“Out of sight, out of mind” is how most city-dwellers think of sewer infrastructure. There are over one million miles of public and private sewer lines in the U.S. that drain out waste and drive stormwater into the urban water cycle. These drainage systems are an essential artery of a city, necessary to maintain public health, and protect the environment from pollution. Climate change and urbanization have impacted aging sewer systems. With an aging workforce and new demands from increased runoff, cities need new solutions for sewer maintenance.

Hades technology improves sewer maintenance by decreasing the need for often erroneous manual inspections. It’s a new solution that saves time and money. “Now is a critical time to fix sewers,” says Dominik Boller, co-founder of Hades. “Our aim is to help operators maintain their sewers and contribute to making cities more sustainable and resilient.” 

An example of automatically detected defects in a sewer pipe via the Hades technology.

The time to implement these changes is now.  Hades, an URBAN-X Cohort 07 startup, applies deep learning techniques to analyze sewer inspection footage against a database of sewer data from across the world. Their system can be used to alert communities of failing sewer lines and help detect  problems before they occur. Their cloud platform keeps records and makes recommendations accessible to multiple stakeholders.

The problem with sewers run deep. The first sewer lines in cities were installed before toilets were invented. More recent sewer lines were not designed to support the density of modern cities. For instance, some older sewer systems carry sewage and rainwater through the same sewer lines. As climate change creates unpredictable rain, storm water floods the underground systems and forces sewage into rivers, lakes, and bays requiring water treatment facilities to work harder to produce safe drinking water. Earlier this year, sewer line breaks pumped more than 200 million gallons of raw sewage into Biscayne Bay, surrounding waterways, and streets in south Florida. These same issues are echoed globally from Mexico City  to the Philippines.

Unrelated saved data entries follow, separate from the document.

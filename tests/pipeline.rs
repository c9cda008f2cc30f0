use chrono::{Duration, NaiveDate};

use hoops_spread::config::{ModelConfig, RosterTransition};
use hoops_spread::error::ModelError;
use hoops_spread::model::{
    LogSnapshot, PredictionContext, SpreadEngine, SpreadPrediction, apply_mode_consensus,
};
use hoops_spread::rolling::WindowSet;
use hoops_spread::sample_log::{SampleSeason, synthetic_season};
use hoops_spread::trend::TrendAnalysis;
use hoops_spread::types::{GameRecord, PredictionMode, UpcomingGame};
use hoops_spread::wager::BetType;

fn season() -> Vec<GameRecord> {
    synthetic_season(&SampleSeason::default())
}

fn next_game(games: &[GameRecord], id: &str, spread: Option<f64>, moneyline: Option<i32>) -> UpcomingGame {
    let last = games.first().map(|g| g.date).unwrap_or(NaiveDate::MIN);
    let mut up = UpcomingGame::new(id, last + Duration::days(2), "MIA", true);
    up.spread = spread;
    up.moneyline = moneyline;
    up.opponent_net_rating = Some(0.6);
    up.opponent_pace = Some(100.0);
    up
}

fn round1(v: f64) -> f64 {
    (v * 10.0).round() / 10.0
}

#[test]
fn predicted_cover_is_margin_plus_spread() {
    let games = season();
    let engine = SpreadEngine::default();
    let snapshot = LogSnapshot::from_games(&games, None).unwrap();

    for spread in [-5.5, 0.0, 3.5, 9.0] {
        let up = next_game(&games, "cover", Some(spread), None);
        let p = engine
            .predict_margin(&snapshot.context(&up, Some(&games)), PredictionMode::Bayesian)
            .unwrap();
        assert_eq!(p.predicted_margin, round1(p.predicted_margin));
        assert!((p.predicted_cover - round1(p.predicted_margin + spread)).abs() < 1e-9);
    }
}

#[test]
fn no_spread_means_zero_cover_and_no_wager() {
    let games = season();
    let engine = SpreadEngine::default();
    let snapshot = LogSnapshot::from_games(&games, None).unwrap();
    let up = next_game(&games, "no-line", None, Some(-150));
    let p = engine
        .predict_margin(&snapshot.context(&up, Some(&games)), PredictionMode::Standard)
        .unwrap();
    assert_eq!(p.predicted_cover, 0.0);
    assert!(p.wager.is_none());
}

#[test]
fn partial_market_yields_no_wager() {
    let games = season();
    let engine = SpreadEngine::default();
    let snapshot = LogSnapshot::from_games(&games, None).unwrap();
    let up = next_game(&games, "spread-only", Some(-2.5), None);
    let p = engine
        .predict_margin(&snapshot.context(&up, Some(&games)), PredictionMode::Bayesian)
        .unwrap();
    assert!(p.wager.is_none());

    let full = next_game(&games, "full", Some(-2.5), Some(-140));
    let p = engine
        .predict_margin(&snapshot.context(&full, Some(&games)), PredictionMode::Bayesian)
        .unwrap();
    let wager = p.wager.unwrap();
    assert!((0.0..=1.0).contains(&wager.cover_probability));
    assert!(matches!(
        wager.recommendation,
        BetType::Spread | BetType::Moneyline | BetType::Pass
    ));
}

#[test]
fn bayesian_lies_between_standard_and_buzzing() {
    let games = season();
    let engine = SpreadEngine::default();
    let snapshot = LogSnapshot::from_games(&games, None).unwrap();
    let up = next_game(&games, "blend", Some(-1.5), None);
    let ctx = snapshot.context(&up, Some(&games));

    let standard = engine.predict_margin(&ctx, PredictionMode::Standard).unwrap();
    let buzzing = engine.predict_margin(&ctx, PredictionMode::Buzzing).unwrap();
    let bayesian = engine.predict_margin(&ctx, PredictionMode::Bayesian).unwrap();

    assert_eq!(buzzing.mode_used, PredictionMode::Buzzing);
    assert_eq!(bayesian.mode_used, PredictionMode::Bayesian);
    let lo = standard.raw_margin.min(buzzing.raw_margin) - 1e-9;
    let hi = standard.raw_margin.max(buzzing.raw_margin) + 1e-9;
    assert!(bayesian.raw_margin >= lo && bayesian.raw_margin <= hi);
    assert!(bayesian.core_weight > 0.0 && bayesian.core_weight < 1.0);
}

#[test]
fn bayesian_without_core_games_falls_back_to_standard() {
    let mut games = season();
    for g in &mut games {
        g.qualified = false;
    }
    let engine = SpreadEngine::default();
    let snapshot = LogSnapshot::from_games(&games, None).unwrap();
    let up = next_game(&games, "fallback", Some(-3.0), None);
    let ctx = snapshot.context(&up, Some(&games));

    let standard = engine.predict_margin(&ctx, PredictionMode::Standard).unwrap();
    let bayesian = engine.predict_margin(&ctx, PredictionMode::Bayesian).unwrap();
    assert_eq!(bayesian.mode, PredictionMode::Bayesian);
    assert_eq!(bayesian.mode_used, PredictionMode::Standard);
    assert_eq!(bayesian.raw_margin, standard.raw_margin);
}

#[test]
fn buzzing_without_any_game_log_is_an_error() {
    let up = UpcomingGame::new("x", NaiveDate::MIN, "BOS", true);
    let windows = WindowSet::default();
    let trend = TrendAnalysis::default();
    let ctx = PredictionContext {
        upcoming: &up,
        windows: &windows,
        trend: &trend,
        core_windows: None,
        season: None,
        games: None,
    };
    let engine = SpreadEngine::default();
    assert_eq!(
        engine.predict_margin(&ctx, PredictionMode::Buzzing),
        Err(ModelError::MissingGameLog)
    );
    assert!(engine.predict_margin(&ctx, PredictionMode::Standard).is_ok());
}

#[test]
fn display_margin_is_capped() {
    let mut games = season();
    for g in &mut games {
        g.net_rating = 40.0;
        g.team_score = g.opponent_score + 35;
        g.result = hoops_spread::types::GameResult::Win;
    }
    let engine = SpreadEngine::default();
    let snapshot = LogSnapshot::from_games(&games, None).unwrap();
    let mut up = next_game(&games, "rout", Some(-20.0), None);
    up.opponent_net_rating = Some(-12.0);
    let p = engine
        .predict_margin(&snapshot.context(&up, Some(&games)), PredictionMode::Standard)
        .unwrap();
    assert!(p.raw_margin > 15.0);
    assert_eq!(p.predicted_margin, 15.0);
}

#[test]
fn conviction_stays_in_range_and_consensus_is_idempotent() {
    let games = season();
    let engine = SpreadEngine::default();
    let upcoming = [
        next_game(&games, "a", Some(-4.0), Some(-170)),
        next_game(&games, "b", Some(7.5), Some(260)),
        next_game(&games, "c", None, None),
    ];
    let slate = engine.predict_slate(&games, &upcoming, None).unwrap();
    assert_eq!(slate.len(), 3);

    for (modes, up) in slate.iter().zip(&upcoming) {
        assert_eq!(modes.bayesian.game_id, up.id);
        for p in [&modes.standard, &modes.buzzing, &modes.bayesian] {
            assert!((0.0..=100.0).contains(&p.conviction.total));
        }

        let all = [&modes.standard, &modes.buzzing, &modes.bayesian];
        let again = apply_mode_consensus(&modes.bayesian, all, up.spread);
        assert_eq!(again, modes.bayesian);
        assert_eq!(again.predicted_margin, modes.bayesian.predicted_margin);
    }
}

#[test]
fn unsorted_log_is_rejected() {
    let mut games = season();
    games.swap(0, 5);
    let engine = SpreadEngine::new(ModelConfig::default());
    let up = next_game(&games, "z", Some(-1.0), None);
    assert!(matches!(
        engine.predict_slate(&games, &[up], None),
        Err(ModelError::UnsortedGameLog { .. })
    ));
}

#[test]
fn trade_table_moves_the_margin() {
    let games = season();
    let base = SpreadEngine::default();
    let mut config = ModelConfig::default();
    config.trade_adjustments = serde_json::from_str(
        r#"[{"opponent": "mia", "points": -4.0, "note": "deadline deal"}]"#,
    )
    .unwrap();
    let traded = SpreadEngine::new(config);

    let snapshot = LogSnapshot::from_games(&games, None).unwrap();
    let up = next_game(&games, "t", Some(-2.0), None);
    let ctx = snapshot.context(&up, Some(&games));
    let a = base.predict_margin(&ctx, PredictionMode::Standard).unwrap();
    let b = traded.predict_margin(&ctx, PredictionMode::Standard).unwrap();
    assert!((a.raw_margin - b.raw_margin - 4.0 * 0.45).abs() < 1e-9);
    assert!(b.factors.iter().any(|f| f.name == "Trade: deadline deal"));
}

fn factor_impact(p: &SpreadPrediction, name: &str) -> Option<f64> {
    p.factors.iter().find(|f| f.name == name).map(|f| f.impact)
}

fn standard(engine: &SpreadEngine, ctx: &PredictionContext<'_>) -> SpreadPrediction {
    engine.predict_margin(ctx, PredictionMode::Standard).unwrap()
}

#[test]
fn momentum_enters_the_net_rating_side() {
    let games = season();
    let snapshot = LogSnapshot::from_games(&games, None).unwrap();
    let up = next_game(&games, "m", Some(-2.0), None);
    let trend = TrendAnalysis {
        momentum: 2.4,
        ..snapshot.trend
    };
    let mut ctx = snapshot.context(&up, Some(&games));
    ctx.trend = &trend;

    let base = standard(&SpreadEngine::default(), &ctx);
    assert_eq!(factor_impact(&base, "Momentum"), None);

    let mut config = ModelConfig::default();
    config.adjustments.momentum_weight = 1.0;
    let weighted = standard(&SpreadEngine::new(config), &ctx);
    let impact = factor_impact(&weighted, "Momentum").unwrap();
    assert!((impact - 0.45 * 2.4).abs() < 1e-9);
    assert!((weighted.raw_margin - base.raw_margin - 0.45 * 2.4).abs() < 1e-9);
}

#[test]
fn roster_transition_applies_until_it_expires() {
    let games = season();
    let snapshot = LogSnapshot::from_games(&games, None).unwrap();
    let up = next_game(&games, "r", Some(-2.0), None);
    let ctx = snapshot.context(&up, Some(&games));
    let base = standard(&SpreadEngine::default(), &ctx);

    let with_transition = |expires| {
        let mut config = ModelConfig::default();
        config.roster_transitions = vec![RosterTransition {
            label: "Star out".to_string(),
            points: -2.0,
            expires,
        }];
        standard(&SpreadEngine::new(config), &ctx)
    };

    let active = with_transition(up.date + Duration::days(1));
    let impact = factor_impact(&active, "Roster transition: Star out").unwrap();
    assert!((impact + 0.9).abs() < 1e-9);
    assert!((active.raw_margin - base.raw_margin + 0.9).abs() < 1e-9);

    let expired = with_transition(up.date);
    assert_eq!(factor_impact(&expired, "Roster transition: Star out"), None);
    assert_eq!(expired.raw_margin, base.raw_margin);
}

#[test]
fn mid_tier_correction_needs_flat_form() {
    let flat_form = |rating: f64| {
        let mut games = season();
        for g in &mut games {
            g.net_rating = rating;
        }
        games
    };
    let mut no_correction = ModelConfig::default();
    no_correction.adjustments.mid_tier_correction = 0.0;
    let corrected = SpreadEngine::default();
    let uncorrected = SpreadEngine::new(no_correction);

    let games = flat_form(1.0);
    let snapshot = LogSnapshot::from_games(&games, None).unwrap();
    // 0.6 sits in the mid tier.
    let up = next_game(&games, "mid", Some(-1.0), None);
    let ctx = snapshot.context(&up, Some(&games));
    let a = standard(&corrected, &ctx);
    let b = standard(&uncorrected, &ctx);
    let impact = factor_impact(&a, "Mid-tier correction").unwrap();
    assert!((impact + 0.45 * 1.5).abs() < 1e-9);
    assert!((b.raw_margin - a.raw_margin - 0.675).abs() < 1e-9);

    let games = flat_form(5.0);
    let snapshot = LogSnapshot::from_games(&games, None).unwrap();
    let up = next_game(&games, "mid-hot", Some(-1.0), None);
    let p = standard(&corrected, &snapshot.context(&up, Some(&games)));
    assert_eq!(factor_impact(&p, "Mid-tier correction"), None);
}

#[test]
fn rest_differential_is_capped_at_two_days() {
    let games = season();
    let snapshot = LogSnapshot::from_games(&games, None).unwrap();
    let engine = SpreadEngine::default();

    let mut up = next_game(&games, "rest", Some(-2.0), None);
    up.rest_days = 1;
    let even = standard(&engine, &snapshot.context(&up, Some(&games)));
    assert_eq!(factor_impact(&even, "Rest differential"), None);

    up.opponent_rest_days = Some(4);
    let tired = standard(&engine, &snapshot.context(&up, Some(&games)));
    // Three days short, capped at two, half a point per day.
    let impact = factor_impact(&tired, "Rest differential").unwrap();
    assert!((impact + 0.45).abs() < 1e-9);
    assert!((tired.raw_margin - even.raw_margin + 0.45).abs() < 1e-9);

    up.opponent_rest_days = Some(1);
    let same = standard(&engine, &snapshot.context(&up, Some(&games)));
    assert_eq!(same.raw_margin, even.raw_margin);
}

#[test]
fn elite_opponent_penalty_starts_at_the_cutoff() {
    let games = season();
    let snapshot = LogSnapshot::from_games(&games, None).unwrap();
    let mut no_penalty = ModelConfig::default();
    no_penalty.adjustments.elite_penalty = 0.0;
    let penalized = SpreadEngine::default();
    let unpenalized = SpreadEngine::new(no_penalty);

    let mut up = next_game(&games, "elite", Some(6.5), None);
    up.opponent_net_rating = Some(8.0);
    let ctx = snapshot.context(&up, Some(&games));
    let a = standard(&penalized, &ctx);
    let b = standard(&unpenalized, &ctx);
    let impact = factor_impact(&a, "Elite opponent").unwrap();
    assert!((impact + 0.9).abs() < 1e-9);
    assert!((b.raw_margin - a.raw_margin - 0.9).abs() < 1e-9);

    up.opponent_net_rating = Some(5.9);
    let strong = standard(&penalized, &snapshot.context(&up, Some(&games)));
    assert_eq!(factor_impact(&strong, "Elite opponent"), None);

    let mut lowered = ModelConfig::default();
    lowered.tiers.elite = 5.0;
    let p = standard(&SpreadEngine::new(lowered), &snapshot.context(&up, Some(&games)));
    assert!(factor_impact(&p, "Elite opponent").is_some());
}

Dominik Boller, is a co-founder of Hades.

This year, the U.S. Environmental Protection Agency loosened its mandates on upgrades, siding with cities who argued a full overhaul of aging sewer systems would be too costly to bear. The EPA estimated that $271 billion is needed to maintain and improve the nation’s wastewater infrastructure, with $92.5 billion allocated to sewers alone. 

By minimizing the cost of inspections and identifying preventative maintenance, cities can help dismantle the time bomb that is flooding city infrastructure. That’s why Hades is already at work in Europe and is expanding into the U.S. Hades understands that ignoring failing sewer systems can have grave implications for our soil, water supply, and the health of all urban residents.